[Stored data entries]
· · ·

use axum::{
    Router, middleware,
    routing::{get, post},
};
use std::sync::Arc;
use std::time::Duration;
use url::Url;

use crate::api::SakhiBackendApi;
use crate::config::Config;
use crate::db::ClinicStorage;
use crate::error::BindingError;
use crate::handlers::{chat, health, leads, users};
use crate::middleware::{cors, log_latency};

/// Shared, read-only state handed to every handler.
#[derive(Clone)]
pub struct BindingState {
    pub client: reqwest::Client,
    pub backend_url: Arc<Url>,
    pub upstream_timeout: Duration,
    pub storage: ClinicStorage,
}

impl BindingState {
    pub fn new(
        client: reqwest::Client,
        backend_url: Url,
        upstream_timeout: Duration,
        storage: ClinicStorage,
    ) -> Self {
        Self {
            client,
            backend_url: Arc::new(backend_url),
            upstream_timeout,
            storage,
        }
    }

    pub fn from_config(cfg: &Config, storage: ClinicStorage) -> Result<Self, BindingError> {
        let client = SakhiBackendApi::build_client(cfg)?;
        Ok(Self::new(
            client,
            cfg.backend_url.clone(),
            cfg.upstream_timeout(),
            storage,
        ))
    }
}

pub fn binding_router(state: BindingState) -> Router {
    Router::new()
        .route("/sakhi/chat", post(chat::sakhi_chat_handler))
        .route("/health", get(health::health_handler))
        .route("/api/health/db", get(health::db_health_handler))
        .route("/api/users", post(users::create_user_handler))
        .route("/api/users/{id}", get(users::get_user_handler))
        .route(
            "/api/users/by-username/{username}",
            get(users::get_user_by_username_handler),
        )
        .route(
            "/api/leads",
            get(leads::list_leads_handler).post(leads::create_lead_handler),
        )
        .route(
            "/api/leads/{lead_id}",
            get(leads::get_lead_handler).patch(leads::update_lead_handler),
        )
        .layer(middleware::from_fn(cors))
        .layer(middleware::from_fn(log_latency))
        .with_state(state)
}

· · ·

__Your objective__
All of the lines above that carry the string "leads" need to be found and copied.

__Problem solution__
use crate::handlers::{chat, health, leads, users};
            "/api/leads",
            get(leads::list_leads_handler).post(leads::create_lead_handler),
            "/api/leads/{lead_id}",
            get(leads::get_lead_handler).patch(leads::update_lead_handler),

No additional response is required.